The Commonwealth Building is a 14-story,  commercial office tower in Portland, Oregon, United States. Located at 421 SW 6th Avenue between Washington and Harvey Milk Streets, it was designed by architect Pietro Belluschi and built between 1944 and 1948. The building was originally known as the Equitable Building and is noted as one of the first glass box towers ever built, pioneering many modern features and predating the more famous Lever House in New York City.

History

Construction on the building began in 1944, with it opening in 1948 as the Equitable Building.

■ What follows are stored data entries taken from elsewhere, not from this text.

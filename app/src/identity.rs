//! Bearer token verification.

use async_trait::async_trait;
use jsonwebtoken::{decode, Algorithm, DecodingKey, Validation};
use serde::{Deserialize, Serialize};
use std::collections::HashMap;

/// Authenticated caller. Records are owned by `id`.
#[derive(Debug, Clone, PartialEq, Eq)]
pub struct Subject {
    pub id: String,
}

#[derive(Debug, thiserror::Error)]
#[error("{0}")]
pub struct Unauthenticated(pub String);

#[async_trait]
pub trait IdentityProvider: Send + Sync {
    async fn verify(&self, token: &str) -> Result<Subject, Unauthenticated>;
}

fn bare_token(token: &str) -> Result<&str, Unauthenticated> {
    let token = token.trim();
    let token = token
        .strip_prefix("Bearer ")
        .or_else(|| token.strip_prefix("bearer "))
        .unwrap_or(token)
        .trim();
    if token.is_empty() {
        return Err(Unauthenticated("missing bearer token".to_string()));
    }
    Ok(token)
}

/// Fixed token table, for local use and tests.
pub struct StaticIdentityProvider {
    tokens: HashMap<String, String>,
}

impl StaticIdentityProvider {
    pub fn new<I, K, V>(tokens: I) -> Self
    where
        I: IntoIterator<Item = (K, V)>,
        K: Into<String>,
        V: Into<String>,
    {
        Self {
            tokens: tokens
                .into_iter()
                .map(|(k, v)| (k.into(), v.into()))
                .collect(),
        }
    }
}

#[async_trait]
impl IdentityProvider for StaticIdentityProvider {
    async fn verify(&self, token: &str) -> Result<Subject, Unauthenticated> {
        let token = bare_token(token)?;
        self.tokens
            .get(token)
            .map(|id| Subject { id: id.clone() })
            .ok_or_else(|| Unauthenticated("unknown token".to_string()))
    }
}

#[derive(Debug, Clone, Serialize, Deserialize)]
pub struct Claims {
    pub sub: String,
    pub exp: i64,
    #[serde(default, skip_serializing_if = "Option::is_none")]
    pub iss: Option<String>,
    #[serde(default, skip_serializing_if = "Option::is_none")]
    pub aud: Option<String>,
}

/// HS256 JWT verifier. Issuer and audience are checked only when configured.
pub struct JwtIdentityProvider {
    decoding_key: DecodingKey,
    validation: Validation,
}

impl JwtIdentityProvider {
    pub fn new(secret: &[u8], issuer: Option<&str>, audience: Option<&str>) -> Self {
        let mut validation = Validation::new(Algorithm::HS256);
        if let Some(iss) = issuer {
            validation.set_issuer(&[iss]);
        }
        match audience {
            Some(aud) => validation.set_audience(&[aud]),
            None => validation.validate_aud = false,
        }
        Self {
            decoding_key: DecodingKey::from_secret(secret),
            validation,
        }
    }
}

#[async_trait]
impl IdentityProvider for JwtIdentityProvider {
    async fn verify(&self, token: &str) -> Result<Subject, Unauthenticated> {
        let token = bare_token(token)?;
        let data = decode::<Claims>(token, &self.decoding_key, &self.validation).map_err(|e| {
            tracing::debug!(error = %e, "JWT rejected");
            Unauthenticated(format!("invalid token: {e}"))
        })?;
        if data.claims.sub.trim().is_empty() {
            return Err(Unauthenticated("token has no subject".to_string()));
        }
        Ok(Subject {
            id: data.claims.sub,
        })
    }
}
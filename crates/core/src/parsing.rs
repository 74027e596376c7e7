use sha2::{Digest, Sha256};

use crate::document::BuiltDocument;
use crate::error::ValidationError;
use crate::models::InvoiceRequest;

pub fn compute_sha256_hex(bytes: &[u8]) -> String {
    let mut hasher = Sha256::new();
    hasher.update(bytes);
    hex::encode(hasher.finalize())
}

/// SHA-256 of the exact bytes that are transmitted.
pub fn document_digest(document: &BuiltDocument) -> serde_json::Result<String> {
    Ok(compute_sha256_hex(&document.to_json_bytes()?))
}

/// Parse a request body. Malformed JSON or a wrongly typed field is a
/// validation failure located at `body`.
pub fn parse_invoice_request(json: &str) -> Result<InvoiceRequest, ValidationError> {
    serde_json::from_str(json).map_err(|e| ValidationError::new("body", e.to_string()))
}

#[cfg(test)]
mod tests {
    use super::*;
    use crate::models::{RegistrationIndicator, TaxRegime};
    use rust_decimal_macros::dec;

    #[test]
    fn sha256_matches_known_vector() {
        assert_eq!(
            compute_sha256_hex(b"abc"),
            "ba7816bf8f01cfea414140de5dae2223b00361a396177a9cb410ff61f20015ad"
        );
    }

    #[test]
    fn parses_loosely_filled_body() {
        let body = r#"{
            "reference": "ref-1",
            "number": 10,
            "issuer": { "tax_id": "12.345.678/0001-95", "tax_regime": 1 },
            "recipient": { "tax_id": "123.456.789-01", "registration_indicator": 9 },
            "items": [
                { "description": "Caneta", "quantity": "2", "unit_price": 1.5 }
            ]
        }"#;
        let request = parse_invoice_request(body).unwrap();
        assert_eq!(request.issuer.tax_regime, Some(TaxRegime::Simplified));
        let recipient = request.recipient.unwrap();
        assert_eq!(recipient.registration_indicator, RegistrationIndicator::NonContributor);
        assert_eq!(request.items[0].quantity, dec!(2));
        assert_eq!(request.items[0].unit_price, dec!(1.5));
        assert!(request.payments.is_none());
    }

    #[test]
    fn unknown_regime_is_a_body_error() {
        let body = r#"{ "issuer": { "tax_regime": 7 } }"#;
        let err = parse_invoice_request(body).unwrap_err();
        assert_eq!(err.path, "body");
        assert!(err.message.contains("tax regime"));
    }
}
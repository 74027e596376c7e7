use anyhow::{Context, Result};
use chrono::Utc;
use serde::{Deserialize, Serialize};
use std::fs::{self, OpenOptions};
use std::io::Write;
use std::path::{Path, PathBuf};

pub const AUDIT_FILE_NAME: &str = "audit.jsonl";

#[derive(Debug, Clone, PartialEq, Serialize, Deserialize)]
pub struct AuditEvent {
    pub timestamp: String,
    pub event_type: String,
    pub invoice_id: Option<String>,
    pub external_id: Option<String>,
    pub status: String,
    pub error: Option<String>,
    pub owner: Option<String>,
    pub payload_sha256: Option<String>,
}

impl AuditEvent {
    pub fn new(event_type: &str, status: &str) -> Self {
        Self {
            timestamp: Utc::now().to_rfc3339(),
            event_type: event_type.to_string(),
            invoice_id: None,
            external_id: None,
            status: status.to_string(),
            error: None,
            owner: None,
            payload_sha256: None,
        }
    }

    pub fn with_invoice_id(mut self, invoice_id: impl Into<String>) -> Self {
        self.invoice_id = Some(invoice_id.into());
        self
    }

    pub fn with_external_id(mut self, external_id: impl Into<String>) -> Self {
        self.external_id = Some(external_id.into());
        self
    }

    pub fn with_error(mut self, error: impl Into<String>) -> Self {
        self.error = Some(error.into());
        self
    }

    pub fn with_owner(mut self, owner: impl Into<String>) -> Self {
        self.owner = Some(owner.into());
        self
    }

    pub fn with_hash(mut self, hash: impl Into<String>) -> Self {
        self.payload_sha256 = Some(hash.into());
        self
    }
}

/// Append-only JSON-lines log, one event per line.
#[derive(Debug, Clone)]
pub struct AuditLog {
    path: PathBuf,
}

impl AuditLog {
    pub fn new(path: impl Into<PathBuf>) -> Self {
        Self { path: path.into() }
    }

    /// `audit.jsonl` inside `dir`.
    pub fn in_dir(dir: impl AsRef<Path>) -> Self {
        Self::new(dir.as_ref().join(AUDIT_FILE_NAME))
    }

    pub fn path(&self) -> &Path {
        &self.path
    }

    pub fn write(&self, event: &AuditEvent) -> Result<()> {
        if let Some(parent) = self.path.parent().filter(|p| !p.as_os_str().is_empty()) {
            fs::create_dir_all(parent)
                .with_context(|| format!("Failed to create {}", parent.display()))?;
        }
        let mut file = OpenOptions::new()
            .create(true)
            .append(true)
            .open(&self.path)
            .with_context(|| format!("Failed to open {}", self.path.display()))?;

        let json = serde_json::to_string(event)?;
        writeln!(file, "{}", json)?;
        tracing::debug!(
            event_type = %event.event_type,
            invoice_id = ?event.invoice_id,
            "Audit event written"
        );
        Ok(())
    }

    /// Every event written so far, oldest first.
    pub fn read_all(&self) -> Result<Vec<AuditEvent>> {
        if !self.path.exists() {
            return Ok(Vec::new());
        }
        let content = fs::read_to_string(&self.path)
            .with_context(|| format!("Failed to read {}", self.path.display()))?;
        content
            .lines()
            .filter(|line| !line.trim().is_empty())
            .map(|line| serde_json::from_str(line).context("Malformed audit line"))
            .collect()
    }
}

#[cfg(test)]
mod tests {
    use super::*;

    #[test]
    fn events_are_appended_as_lines() {
        let dir = tempfile::tempdir().unwrap();
        let log = AuditLog::in_dir(dir.path().join("nested"));

        log.write(
            &AuditEvent::new("invoice_issued", "autorizado")
                .with_invoice_id("abc")
                .with_external_id("nfe_1")
                .with_owner("alice"),
        )
        .unwrap();
        log.write(&AuditEvent::new("issue_failed", "failed").with_error("422 CFOP inválido"))
            .unwrap();

        let events = log.read_all().unwrap();
        assert_eq!(events.len(), 2);
        assert_eq!(events[0].invoice_id.as_deref(), Some("abc"));
        assert_eq!(events[1].error.as_deref(), Some("422 CFOP inválido"));
        assert!(log.path().ends_with(AUDIT_FILE_NAME));
    }

    #[test]
    fn missing_log_reads_empty() {
        let dir = tempfile::tempdir().unwrap();
        assert!(AuditLog::in_dir(dir.path()).read_all().unwrap().is_empty());
    }
}
//! NF-e / NFC-e payload construction.
//!
//! Turns a loosely filled [`models::InvoiceRequest`] into the schema-shaped
//! [`document::BuiltDocument`] the fiscal document API accepts. Nothing in
//! this crate performs I/O.

pub mod builder;
pub mod document;
pub mod error;
pub mod models;
pub mod normalize;
pub mod parsing;
pub mod states;
pub mod validation;

pub use builder::{build, Built, Diagnostic, DiagnosticKind};
pub use document::BuiltDocument;
pub use error::ValidationError;
pub use models::InvoiceRequest;
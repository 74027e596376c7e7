use super::{ApiError, DocumentRef, FiscalDocumentApi, Transmission, CANCELLED_STATUS};
use anyhow::{anyhow, Context};
use async_trait::async_trait;
use base64::prelude::*;
use chrono::{DateTime, Duration as ChronoDuration, Utc};
use nfe_core::models::DocumentModel;
use nfe_core::BuiltDocument;
use serde::{Deserialize, Serialize};
use std::sync::Arc;
use std::time::Duration;
use tokio::sync::RwLock;

/// Refresh the token this long before the server says it expires.
const TOKEN_EXPIRY_MARGIN_SECS: i64 = 60;

#[derive(Clone)]
pub struct HttpFiscalApi {
    pub base_url: String,
    pub auth: ApiAuth,
    http_client: reqwest::Client,
    access_token: Arc<RwLock<Option<CachedToken>>>,
}

#[derive(Clone)]
pub enum ApiAuth {
    ApiKey {
        key: String,
    },
    OAuth2 {
        client_id: String,
        client_secret: String,
        token_url: String,
        scope: Option<String>,
    },
}

#[derive(Debug, Clone)]
struct CachedToken {
    value: String,
    expires_at: Option<DateTime<Utc>>,
}

impl CachedToken {
    fn is_fresh(&self, now: DateTime<Utc>) -> bool {
        self.expires_at.map_or(true, |at| now < at)
    }
}

#[derive(Debug, Serialize)]
struct OAuth2TokenRequest<'a> {
    grant_type: &'a str,
    #[serde(skip_serializing_if = "Option::is_none")]
    scope: Option<&'a str>,
}

#[derive(Debug, Deserialize)]
struct OAuth2TokenResponse {
    access_token: String,
    expires_in: Option<i64>,
}

#[derive(Debug, Serialize)]
struct CancelRequest<'a> {
    justificativa: &'a str,
}

#[derive(Debug, Deserialize)]
struct DocumentResponse {
    id: String,
    status: String,
    #[serde(default)]
    autorizacao: Option<AuthorizationEvent>,
}

#[derive(Debug, Deserialize)]
struct AuthorizationEvent {
    numero_protocolo: Option<String>,
    chave_acesso: Option<String>,
    motivo_status: Option<String>,
}

#[derive(Debug, Deserialize)]
struct CancellationResponse {
    id: String,
    status: String,
    numero_protocolo: Option<String>,
    motivo_status: Option<String>,
}

#[derive(Debug, Deserialize)]
struct ErrorEnvelope {
    error: ErrorBody,
}

#[derive(Debug, Deserialize)]
struct ErrorBody {
    code: Option<String>,
    message: Option<String>,
}

fn model_path(model: DocumentModel) -> &'static str {
    match model {
        DocumentModel::Nfe => "nfe",
        DocumentModel::Nfce => "nfce",
    }
}

fn document_model(document: &BuiltDocument) -> DocumentModel {
    if document.info.identification.model == DocumentModel::Nfce.code() {
        DocumentModel::Nfce
    } else {
        DocumentModel::Nfe
    }
}

/// Keep the upstream status and error code; fall back to the raw body when
/// it is not the usual error envelope.
async fn upstream_error(resp: reqwest::Response) -> ApiError {
    let status = resp.status().as_u16();
    let body = resp.text().await.unwrap_or_default();
    match serde_json::from_str::<ErrorEnvelope>(&body) {
        Ok(env) => ApiError::Upstream {
            status,
            code: env.error.code,
            message: env.error.message.unwrap_or(body),
        },
        Err(_) => ApiError::Upstream {
            status,
            code: None,
            message: body,
        },
    }
}

impl HttpFiscalApi {
    pub fn new(base_url: String, auth: ApiAuth, timeout: Duration) -> anyhow::Result<Arc<Self>> {
        let http_client = reqwest::Client::builder()
            .timeout(timeout)
            .tcp_keepalive(Duration::from_secs(60))
            .build()
            .context("Failed to create HTTP client")?;

        Ok(Arc::new(Self {
            base_url: base_url.trim_end_matches('/').to_string(),
            auth,
            http_client,
            access_token: Arc::new(RwLock::new(None)),
        }))
    }

    async fn get_auth_header(&self) -> Result<String, ApiError> {
        match &self.auth {
            ApiAuth::ApiKey { key } => Ok(format!("Bearer {}", key)),
            ApiAuth::OAuth2 {
                client_id,
                client_secret,
                token_url,
                scope,
            } => {
                // Check if we have a cached token
                {
                    let token_read = self.access_token.read().await;
                    if let Some(t) = token_read.as_ref().filter(|t| t.is_fresh(Utc::now())) {
                        return Ok(format!("Bearer {}", t.value));
                    }
                }

                let basic = BASE64_STANDARD.encode(format!("{client_id}:{client_secret}"));
                let req_body = OAuth2TokenRequest {
                    grant_type: "client_credentials",
                    scope: scope.as_deref(),
                };

                let resp = self
                    .http_client
                    .post(token_url)
                    .header("Authorization", format!("Basic {basic}"))
                    .form(&req_body)
                    .send()
                    .await
                    .context("Failed to request OAuth2 token")?;

                if !resp.status().is_success() {
                    return Err(upstream_error(resp).await);
                }

                let token_resp: OAuth2TokenResponse = resp
                    .json()
                    .await
                    .context("Failed to parse token response")?;

                let expires_at = token_resp.expires_in.map(|secs| {
                    Utc::now() + ChronoDuration::seconds(secs - TOKEN_EXPIRY_MARGIN_SECS)
                });

                // Cache the token
                {
                    let mut token_write = self.access_token.write().await;
                    *token_write = Some(CachedToken {
                        value: token_resp.access_token.clone(),
                        expires_at,
                    });
                }

                tracing::debug!(?expires_at, "OAuth2 token refreshed");
                Ok(format!("Bearer {}", token_resp.access_token))
            }
        }
    }

    async fn read_document(resp: reqwest::Response, id: &str) -> Result<Transmission, ApiError> {
        if resp.status() == reqwest::StatusCode::NOT_FOUND {
            return Err(ApiError::NotFound(id.to_string()));
        }
        if !resp.status().is_success() {
            return Err(upstream_error(resp).await);
        }

        let raw: serde_json::Value = resp
            .json()
            .await
            .context("Failed to read fiscal API response")?;
        let parsed: DocumentResponse = serde_json::from_value(raw.clone())
            .map_err(|e| anyhow!("Unexpected fiscal API response: {e}"))?;

        let (protocol, access_key, message) = match parsed.autorizacao {
            Some(a) => (a.numero_protocolo, a.chave_acesso, a.motivo_status),
            None => (None, None, None),
        };

        Ok(Transmission {
            id: parsed.id,
            status: parsed.status,
            protocol,
            access_key,
            message,
            raw: Some(raw),
        })
    }
}

#[async_trait]
impl FiscalDocumentApi for HttpFiscalApi {
    async fn issue(&self, document: &BuiltDocument) -> Result<Transmission, ApiError> {
        let auth_header = self.get_auth_header().await?;
        let issue_url = format!(
            "{}/{}",
            self.base_url,
            model_path(document_model(document))
        );

        let resp = self
            .http_client
            .post(&issue_url)
            .header("Authorization", auth_header)
            .json(document)
            .send()
            .await
            .context("Failed to send document to fiscal API")?;

        let transmission = Self::read_document(resp, &document.reference).await?;

        tracing::info!(
            id = %transmission.id,
            status = %transmission.status,
            reference = %document.reference,
            "Document submitted to fiscal API"
        );

        Ok(transmission)
    }

    async fn status(&self, document: &DocumentRef) -> Result<Transmission, ApiError> {
        let auth_header = self.get_auth_header().await?;
        let status_url = format!(
            "{}/{}/{}",
            self.base_url,
            model_path(document.model),
            document.id
        );

        let resp = self
            .http_client
            .get(&status_url)
            .header("Authorization", auth_header)
            .send()
            .await
            .context("Failed to query status from fiscal API")?;

        Self::read_document(resp, &document.id).await
    }

    async fn cancel(
        &self,
        document: &DocumentRef,
        justification: &str,
    ) -> Result<Transmission, ApiError> {
        let auth_header = self.get_auth_header().await?;
        let cancel_url = format!(
            "{}/{}/{}/cancelamento",
            self.base_url,
            model_path(document.model),
            document.id
        );

        let resp = self
            .http_client
            .post(&cancel_url)
            .header("Authorization", auth_header)
            .json(&CancelRequest {
                justificativa: justification,
            })
            .send()
            .await
            .context("Failed to send cancellation to fiscal API")?;

        if resp.status() == reqwest::StatusCode::NOT_FOUND {
            return Err(ApiError::NotFound(document.id.clone()));
        }
        if !resp.status().is_success() {
            return Err(upstream_error(resp).await);
        }

        let raw: serde_json::Value = resp
            .json()
            .await
            .context("Failed to read cancellation response")?;
        let event: CancellationResponse = serde_json::from_value(raw.clone())
            .map_err(|e| anyhow!("Unexpected cancellation response: {e}"))?;

        // The event is "registrado" when the authority accepted it; the
        // document itself is then cancelled.
        let status = if event.status.eq_ignore_ascii_case("registrado") {
            CANCELLED_STATUS.to_string()
        } else {
            event.status
        };

        tracing::info!(
            id = %document.id,
            event_id = %event.id,
            status = %status,
            "Cancellation sent to fiscal API"
        );

        Ok(Transmission {
            id: document.id.clone(),
            status,
            protocol: event.numero_protocolo,
            access_key: None,
            message: event.motivo_status,
            raw: Some(raw),
        })
    }
}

The building, which was built as the headquarters in Portland of the Equitable Savings and Loan Association, was originally intended to be 12 stories high but was later expanded to 14. It was the first tower to be sheathed in aluminum, the first to use double-glazed window panels, and was the first to be completely sealed and fully air-conditioned. In 1965, the building was renamed as the Commonwealth Building when the Equitable Center (now Unitus Plaza) opened, which was also designed by Pietro Belluschi.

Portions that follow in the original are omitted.